[[ RECORDED INFORMATION, beginning ]]

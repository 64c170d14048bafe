// src/utils.rs

/// Rounds `value` to `decimals` decimal places.
pub fn round_to(value: f64, decimals: u32) -> f64 {
    let factor = 10f64.powi(decimals as i32);
    (value * factor).round() / factor
}

/// Mean of the finite values, `None` when there are none.
pub fn finite_mean(values: impl IntoIterator<Item = f64>) -> Option<f64> {
    let (sum, count) = values
        .into_iter()
        .filter(|v| v.is_finite())
        .fold((0.0, 0usize), |(s, c), v| (s + v, c + 1));
    (count > 0).then(|| sum / count as f64)
}

/// Population standard deviation of the finite values (`n` denominator).
pub fn population_std(values: &[f64]) -> Option<f64> {
    let mean = finite_mean(values.iter().copied())?;
    let (sq, count) = values
        .iter()
        .filter(|v| v.is_finite())
        .fold((0.0, 0usize), |(s, c), v| (s + (v - mean).powi(2), c + 1));
    Some((sq / count as f64).sqrt())
}

/// Number of decimals needed to print multiples of `step` exactly.
pub fn step_decimals(step: f64) -> u32 {
    (-step.log10().floor()).max(0.0) as u32
}
pub mod catalogue;
pub mod config;
pub mod data;
pub mod errors;

pub use catalogue::*;
pub use config::*;
pub use data::*; // Re-export common data types
pub use errors::*;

[[ RECORDED INFORMATION, end ]]

_TASK GOAL_
Please let your answer be exactly the lines from the one holding "let factor = 10f64.powi(decimals as i32);" through the last line of the entries above, both ends included.

_WRITTEN SOLUTION_
    let factor = 10f64.powi(decimals as i32);
    (value * factor).round() / factor
}

/// Mean of the finite values, `None` when there are none.
pub fn finite_mean(values: impl IntoIterator<Item = f64>) -> Option<f64> {
    let (sum, count) = values
        .into_iter()
        .filter(|v| v.is_finite())
        .fold((0.0, 0usize), |(s, c), v| (s + v, c + 1));
    (count > 0).then(|| sum / count as f64)
}

/// Population standard deviation of the finite values (`n` denominator).
pub fn population_std(values: &[f64]) -> Option<f64> {
    let mean = finite_mean(values.iter().copied())?;
    let (sq, count) = values
        .iter()
        .filter(|v| v.is_finite())
        .fold((0.0, 0usize), |(s, c), v| (s + (v - mean).powi(2), c + 1));
    Some((sq / count as f64).sqrt())
}

/// Number of decimals needed to print multiples of `step` exactly.
pub fn step_decimals(step: f64) -> u32 {
    (-step.log10().floor()).max(0.0) as u32
}
pub mod catalogue;
pub mod config;
pub mod data;
pub mod errors;

pub use catalogue::*;
pub use config::*;
pub use data::*; // Re-export common data types
pub use errors::*;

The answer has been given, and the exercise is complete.